- _ABOUT THIS EXERCISE_: Only the lines containing "crate" should appear in the answer, copied from the listing below.

%%

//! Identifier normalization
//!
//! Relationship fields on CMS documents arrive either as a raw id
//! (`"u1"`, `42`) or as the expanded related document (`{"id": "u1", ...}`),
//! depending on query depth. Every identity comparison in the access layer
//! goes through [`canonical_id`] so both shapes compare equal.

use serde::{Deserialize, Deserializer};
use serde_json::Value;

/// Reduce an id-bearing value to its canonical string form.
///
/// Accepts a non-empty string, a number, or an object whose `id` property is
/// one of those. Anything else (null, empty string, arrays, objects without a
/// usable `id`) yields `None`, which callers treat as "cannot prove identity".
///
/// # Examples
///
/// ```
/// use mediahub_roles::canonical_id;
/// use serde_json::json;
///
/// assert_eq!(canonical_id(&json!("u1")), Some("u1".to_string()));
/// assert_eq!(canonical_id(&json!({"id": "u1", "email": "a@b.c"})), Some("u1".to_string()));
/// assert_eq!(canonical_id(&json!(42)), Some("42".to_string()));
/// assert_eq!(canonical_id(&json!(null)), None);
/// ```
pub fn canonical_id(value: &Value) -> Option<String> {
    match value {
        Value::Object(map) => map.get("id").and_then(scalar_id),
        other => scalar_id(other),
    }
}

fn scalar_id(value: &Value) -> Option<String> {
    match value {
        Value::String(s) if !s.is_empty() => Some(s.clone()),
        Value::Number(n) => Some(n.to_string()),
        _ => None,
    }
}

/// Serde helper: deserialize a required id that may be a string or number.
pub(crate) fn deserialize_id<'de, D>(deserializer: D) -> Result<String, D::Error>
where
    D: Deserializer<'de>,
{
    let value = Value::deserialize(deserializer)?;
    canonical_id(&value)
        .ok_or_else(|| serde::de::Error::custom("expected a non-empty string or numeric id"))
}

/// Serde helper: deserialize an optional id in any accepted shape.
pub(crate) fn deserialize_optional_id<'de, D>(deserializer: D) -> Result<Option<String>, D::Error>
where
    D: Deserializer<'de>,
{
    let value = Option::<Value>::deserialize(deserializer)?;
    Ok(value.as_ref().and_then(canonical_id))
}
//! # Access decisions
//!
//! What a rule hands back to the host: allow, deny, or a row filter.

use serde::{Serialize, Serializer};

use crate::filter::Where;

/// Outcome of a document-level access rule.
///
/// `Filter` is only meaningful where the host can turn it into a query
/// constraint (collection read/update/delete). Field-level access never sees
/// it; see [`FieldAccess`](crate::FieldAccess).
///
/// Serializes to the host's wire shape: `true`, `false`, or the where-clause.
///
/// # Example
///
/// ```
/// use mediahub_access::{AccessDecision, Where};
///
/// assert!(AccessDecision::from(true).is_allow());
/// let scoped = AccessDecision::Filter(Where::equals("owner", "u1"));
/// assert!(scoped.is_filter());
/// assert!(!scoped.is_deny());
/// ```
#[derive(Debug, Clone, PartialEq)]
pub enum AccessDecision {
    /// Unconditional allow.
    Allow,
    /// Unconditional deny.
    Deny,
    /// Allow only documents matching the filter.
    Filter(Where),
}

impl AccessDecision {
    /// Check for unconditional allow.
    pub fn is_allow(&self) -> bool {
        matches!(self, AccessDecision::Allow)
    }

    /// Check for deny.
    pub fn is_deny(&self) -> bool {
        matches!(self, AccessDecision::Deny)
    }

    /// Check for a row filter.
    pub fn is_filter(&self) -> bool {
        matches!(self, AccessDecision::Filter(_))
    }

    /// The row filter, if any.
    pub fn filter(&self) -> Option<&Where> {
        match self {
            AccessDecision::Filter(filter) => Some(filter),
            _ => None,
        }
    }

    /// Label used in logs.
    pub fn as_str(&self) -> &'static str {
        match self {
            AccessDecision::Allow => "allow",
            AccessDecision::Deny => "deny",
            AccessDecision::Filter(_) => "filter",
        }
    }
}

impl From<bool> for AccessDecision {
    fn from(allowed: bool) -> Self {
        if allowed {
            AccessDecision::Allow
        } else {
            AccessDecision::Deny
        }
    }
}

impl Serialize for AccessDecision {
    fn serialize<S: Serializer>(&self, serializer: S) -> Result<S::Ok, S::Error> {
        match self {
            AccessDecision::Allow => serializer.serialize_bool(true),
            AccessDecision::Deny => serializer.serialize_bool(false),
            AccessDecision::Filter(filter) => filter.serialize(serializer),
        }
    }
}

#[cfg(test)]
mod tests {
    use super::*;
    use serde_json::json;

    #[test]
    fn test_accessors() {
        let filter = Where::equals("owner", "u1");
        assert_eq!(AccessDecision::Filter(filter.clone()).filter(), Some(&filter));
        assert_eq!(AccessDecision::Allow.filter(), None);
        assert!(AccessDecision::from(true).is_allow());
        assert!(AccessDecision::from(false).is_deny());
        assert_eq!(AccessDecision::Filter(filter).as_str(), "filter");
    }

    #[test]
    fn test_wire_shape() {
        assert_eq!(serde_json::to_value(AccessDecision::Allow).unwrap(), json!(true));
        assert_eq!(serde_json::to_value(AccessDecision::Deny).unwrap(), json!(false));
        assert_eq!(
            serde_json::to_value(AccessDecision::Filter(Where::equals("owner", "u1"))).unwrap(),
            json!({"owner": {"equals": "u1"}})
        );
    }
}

%%

- _WRITTEN ANSWER_:
pub(crate) fn deserialize_id<'de, D>(deserializer: D) -> Result<String, D::Error>
pub(crate) fn deserialize_optional_id<'de, D>(deserializer: D) -> Result<Option<String>, D::Error>
use crate::filter::Where;
/// it; see [`FieldAccess`](crate::FieldAccess).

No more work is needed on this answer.